A dangerous thought, that.  If it’s true, it desacralizes the State — the worship of which, I think we all agree, has driven all the major political events in the West since at least 1789.  Historian Herbert Butterfield called the 20th century’s great mass movements “giant organized forms of self-righteousness,” but he could’ve taken that a step further — “popular” government of any sort invariably becomes a giant organized form of self-righteousness.  People being people — that is, teleology-addled monkeys — it can’t be any other way.  The State, since it exists, must exist to do something.  What better something to do than to promote virtue?

So we’re back to Aristotle.  But it looks like Aristotle stole a base.  As a rule, people aren’t virtuous.  Why else would they need the State to promote virtue?  And yet, the State is made up of nothing but people.  Aristotle also said that a cause can’t give something to an effect that it, the cause, doesn’t already have.  So how, then, can the State — which, like Soylent Green, is made of people — itself make people virtuous?

See what I mean about this teleology stuff?  The mind rebels.  The State is a human thing. Humans made it, and every human act, we’re hardwired to believe, has a purpose behind it.  That hardwiring may lead us into incoherence in under three steps, but so far as I know, I’m the only guy in the history of Political Science ever to suggest that government just…kinda… IS.  That it evolved with us, and thus all our airy-fairy noodling about Divine Right and We the People and the Vanguard of the Proletariat and whatnot are just foolish blather about what’s basically still a monkey troop.

[Surely I can’t be the only one to ever have this thought.  Arthur Balfour wrote a long, interesting book about the evolutionary basis of religious belief, and there’s an entire Wiki article about “the evolutionary argument against naturalism,” which argument must encompass stuff like “natural rights,” but I’ve never heard it.  Ernst Mach said something to the effect of, “belief in evolution is itself an evolutionary adaptation,” so the thought must’ve occurred to him that human governments, too, are evolutionary developments… but again, even the hardest-core “Social Darwinist” governments (e.g. Mustache Guy’s) were full of mystical hooey — indeed, fuller than any of the so-called “Christian” governments that opposed him, or all of them together.  See what I mean with this stuff?].

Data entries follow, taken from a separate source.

// 11.3: timer loop around a simulator. one logical thread: commands and ticks
// are handled in turn by a single future, so ticks never overlap.
//
// The simulator holds its listeners in an Rc, so the future is !Send. Drive it
// with `block_on`, a current-thread runtime or a LocalSet.

use tokio::sync::mpsc::{self, UnboundedReceiver, UnboundedSender};
use tokio::time::{sleep, Instant};

use rand::Rng;

use super::core::MarketSimulator;
use crate::types::{SimulationSpeed, Timestamp};

#[derive(Debug, Clone, Copy, PartialEq, Eq)]
pub enum SimulatorCommand {
    Start,
    Stop,
    SetSpeed(SimulationSpeed),
    Shutdown,
}

#[derive(Debug, Clone, PartialEq, Eq, thiserror::Error)]
pub enum SimulatorError {
    #[error("Simulator driver is no longer running")]
    DriverClosed,
}

/// Sending half of the command channel. Cheap to clone and `Send`.
#[derive(Debug, Clone)]
pub struct SimulatorHandle {
    sender: UnboundedSender<SimulatorCommand>,
}

impl SimulatorHandle {
    pub fn send(&self, command: SimulatorCommand) -> Result<(), SimulatorError> {
        self.sender.send(command).map_err(|_| SimulatorError::DriverClosed)
    }

    pub fn start(&self) -> Result<(), SimulatorError> {
        self.send(SimulatorCommand::Start)
    }

    pub fn stop(&self) -> Result<(), SimulatorError> {
        self.send(SimulatorCommand::Stop)
    }

    pub fn set_speed(&self, speed: SimulationSpeed) -> Result<(), SimulatorError> {
        self.send(SimulatorCommand::SetSpeed(speed))
    }

    pub fn shutdown(&self) -> Result<(), SimulatorError> {
        self.send(SimulatorCommand::Shutdown)
    }
}

pub fn channel() -> (SimulatorHandle, UnboundedReceiver<SimulatorCommand>) {
    let (sender, receiver) = mpsc::unbounded_channel();
    (SimulatorHandle { sender }, receiver)
}

/// What a command did to the simulator.
#[derive(Debug, Clone, Copy, PartialEq, Eq)]
enum Applied {
    Unchanged,
    Changed,
    Shutdown,
}

fn apply<R: Rng>(sim: &mut MarketSimulator<R>, command: SimulatorCommand) -> Applied {
    let changed = match command {
        SimulatorCommand::Start => sim.start(),
        SimulatorCommand::Stop => sim.stop(),
        SimulatorCommand::SetSpeed(speed) => {
            let before = sim.speed();
            sim.set_simulation_speed(speed);
            sim.speed() != before
        }
        SimulatorCommand::Shutdown => return Applied::Shutdown,
    };
    if changed {
        Applied::Changed
    } else {
        Applied::Unchanged
    }
}

/// Run until `Shutdown` arrives or every handle is dropped. Ticks are
/// stamped with wall time at entry plus elapsed runtime time. A command that
/// changes the status or speed rebuilds the timer, so speed changes apply to
/// the next tick; no-op commands leave the pending tick alone. Returns the
/// number of ticks performed.
pub async fn run<R: Rng>(sim: &mut MarketSimulator<R>, mut commands: UnboundedReceiver<SimulatorCommand>) -> usize {
    let origin = Timestamp::now();
    let started = Instant::now();
    let mut ticks = 0;
    log::info!("simulator driver started");

    let timer = sleep(sim.tick_interval());
    tokio::pin!(timer);

    loop {
        let command = if sim.is_running() {
            tokio::select! {
                _ = &mut timer => {
                    let elapsed = i64::try_from(started.elapsed().as_millis()).unwrap_or(i64::MAX);
                    sim.tick(origin.plus_millis(elapsed));
                    ticks += 1;
                    timer.as_mut().reset(Instant::now() + sim.tick_interval());
                    continue;
                }
                command = commands.recv() => command,
            }
        } else {
            commands.recv().await
        };

        let Some(command) = command else {
            break;
        };
        match apply(sim, command) {
            Applied::Shutdown => break,
            Applied::Changed => timer.as_mut().reset(Instant::now() + sim.tick_interval()),
            Applied::Unchanged => {}
        }
    }

    sim.stop();
    log::info!("simulator driver stopped after {} ticks", ticks);
    ticks
}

All this would be just philosophy-wank, better suited to a dorm room bull session after a few bong rips, if not for the fact that “desacralizing the State” has to be the #1 project of any viable Dissident movement.  The State, as a human production, has only such “goals” as we give it… and, being made up of nothing but humans, is going to be as good at achieving those goals as we humans generally are at achieving any of our goals….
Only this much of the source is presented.